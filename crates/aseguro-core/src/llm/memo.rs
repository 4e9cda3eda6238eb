//! Short-lived memo of query embeddings
//!
//! One inbound query is embedded by the security gate and again by the
//! chitchat router; the memo turns the second request into a lookup.

use sha2::{Digest, Sha256};
use std::collections::HashMap;
use std::sync::RwLock;
use std::time::{Duration, Instant};

const DEFAULT_TTL: Duration = Duration::from_secs(300);
const DEFAULT_CAPACITY: usize = 1024;

#[derive(Clone)]
struct MemoEntry {
    vector: Vec<f32>,
    expires_at: Instant,
}

/// In-memory TTL memo for single-text embeddings
pub struct EmbeddingMemo {
    entries: RwLock<HashMap<String, MemoEntry>>,
    ttl: Duration,
    capacity: usize,
}

impl EmbeddingMemo {
    pub fn new() -> Self {
        Self::with_ttl(DEFAULT_TTL)
    }

    pub fn with_ttl(ttl: Duration) -> Self {
        Self {
            entries: RwLock::new(HashMap::new()),
            ttl,
            capacity: DEFAULT_CAPACITY,
        }
    }

    /// Get memoized vector if present and not expired
    pub fn get(&self, key: &str) -> Option<Vec<f32>> {
        let entries = self.entries.read().ok()?;
        let entry = entries.get(key)?;

        if Instant::now() < entry.expires_at {
            Some(entry.vector.clone())
        } else {
            None
        }
    }

    pub fn set(&self, key: String, vector: Vec<f32>) {
        let Ok(mut entries) = self.entries.write() else {
            return;
        };

        let now = Instant::now();
        if entries.len() >= self.capacity {
            entries.retain(|_, e| now < e.expires_at);
        }
        if entries.len() >= self.capacity {
            // Still full of live entries: start over rather than grow unbounded.
            entries.clear();
        }

        entries.insert(
            key,
            MemoEntry {
                vector,
                expires_at: now + self.ttl,
            },
        );
    }

    pub fn len(&self) -> usize {
        self.entries.read().map(|e| e.len()).unwrap_or(0)
    }

    pub fn is_empty(&self) -> bool {
        self.len() == 0
    }
}

impl Default for EmbeddingMemo {
    fn default() -> Self {
        Self::new()
    }
}

/// Memo key for an embedding of `text` under `model`
pub fn embedding_memo_key(model: &str, text: &str) -> String {
    let mut hasher = Sha256::new();
    hasher.update(model.as_bytes());
    hasher.update([0u8]);
    hasher.update(text.as_bytes());
    format!("embed:{:x}", hasher.finalize())
}

#[cfg(test)]
mod tests {
    use super::*;

    #[test]
    fn test_memo_basic() {
        let memo = EmbeddingMemo::new();
        memo.set("k1".to_string(), vec![1.0, 2.0]);
        assert_eq!(memo.get("k1"), Some(vec![1.0, 2.0]));
        assert_eq!(memo.get("k2"), None);
        assert_eq!(memo.len(), 1);
    }

    #[test]
    fn test_memo_expiry() {
        let memo = EmbeddingMemo::with_ttl(Duration::from_millis(50));
        memo.set("k1".to_string(), vec![0.5]);
        assert!(memo.get("k1").is_some());

        std::thread::sleep(Duration::from_millis(80));
        assert!(memo.get("k1").is_none());
    }

    #[test]
    fn test_memo_key_generation() {
        let a = embedding_memo_key("model", "hola");
        let b = embedding_memo_key("model", "hola");
        let c = embedding_memo_key("model", "adios");
        let d = embedding_memo_key("other", "hola");

        assert_eq!(a, b);
        assert_ne!(a, c);
        assert_ne!(a, d);
    }
}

::::::::::

### What this task involves:
Give back the material exactly as it is shown above.

### Solution for this problem:
filename crates/aseguro-core/src/llm/memo.rs
repository 4e9cda3eda6238eb
//! Short-lived memo of query embeddings
//!
//! One inbound query is embedded by the security gate and again by the
//! chitchat router; the memo turns the second request into a lookup.

use sha2::{Digest, Sha256};
use std::collections::HashMap;
use std::sync::RwLock;
use std::time::{Duration, Instant};

const DEFAULT_TTL: Duration = Duration::from_secs(300);
const DEFAULT_CAPACITY: usize = 1024;

#[derive(Clone)]
struct MemoEntry {
    vector: Vec<f32>,
    expires_at: Instant,
}

/// In-memory TTL memo for single-text embeddings
pub struct EmbeddingMemo {
    entries: RwLock<HashMap<String, MemoEntry>>,
    ttl: Duration,
    capacity: usize,
}

impl EmbeddingMemo {
    pub fn new() -> Self {
        Self::with_ttl(DEFAULT_TTL)
    }

    pub fn with_ttl(ttl: Duration) -> Self {
        Self {
            entries: RwLock::new(HashMap::new()),
            ttl,
            capacity: DEFAULT_CAPACITY,
        }
    }

    /// Get memoized vector if present and not expired
    pub fn get(&self, key: &str) -> Option<Vec<f32>> {
        let entries = self.entries.read().ok()?;
        let entry = entries.get(key)?;

        if Instant::now() < entry.expires_at {
            Some(entry.vector.clone())
        } else {
            None
        }
    }

    pub fn set(&self, key: String, vector: Vec<f32>) {
        let Ok(mut entries) = self.entries.write() else {
            return;
        };

        let now = Instant::now();
        if entries.len() >= self.capacity {
            entries.retain(|_, e| now < e.expires_at);
        }
        if entries.len() >= self.capacity {
            // Still full of live entries: start over rather than grow unbounded.
            entries.clear();
        }

        entries.insert(
            key,
            MemoEntry {
                vector,
                expires_at: now + self.ttl,
            },
        );
    }

    pub fn len(&self) -> usize {
        self.entries.read().map(|e| e.len()).unwrap_or(0)
    }

    pub fn is_empty(&self) -> bool {
        self.len() == 0
    }
}

impl Default for EmbeddingMemo {
    fn default() -> Self {
        Self::new()
    }
}

/// Memo key for an embedding of `text` under `model`
pub fn embedding_memo_key(model: &str, text: &str) -> String {
    let mut hasher = Sha256::new();
    hasher.update(model.as_bytes());
    hasher.update([0u8]);
    hasher.update(text.as_bytes());
    format!("embed:{:x}", hasher.finalize())
}

#[cfg(test)]
mod tests {
    use super::*;

    #[test]
    fn test_memo_basic() {
        let memo = EmbeddingMemo::new();
        memo.set("k1".to_string(), vec![1.0, 2.0]);
        assert_eq!(memo.get("k1"), Some(vec![1.0, 2.0]));
        assert_eq!(memo.get("k2"), None);
        assert_eq!(memo.len(), 1);
    }

    #[test]
    fn test_memo_expiry() {
        let memo = EmbeddingMemo::with_ttl(Duration::from_millis(50));
        memo.set("k1".to_string(), vec![0.5]);
        assert!(memo.get("k1").is_some());

        std::thread::sleep(Duration::from_millis(80));
        assert!(memo.get("k1").is_none());
    }

    #[test]
    fn test_memo_key_generation() {
        let a = embedding_memo_key("model", "hola");
        let b = embedding_memo_key("model", "hola");
        let c = embedding_memo_key("model", "adios");
        let d = embedding_memo_key("other", "hola");

        assert_eq!(a, b);
        assert_ne!(a, c);
        assert_ne!(a, d);
    }
}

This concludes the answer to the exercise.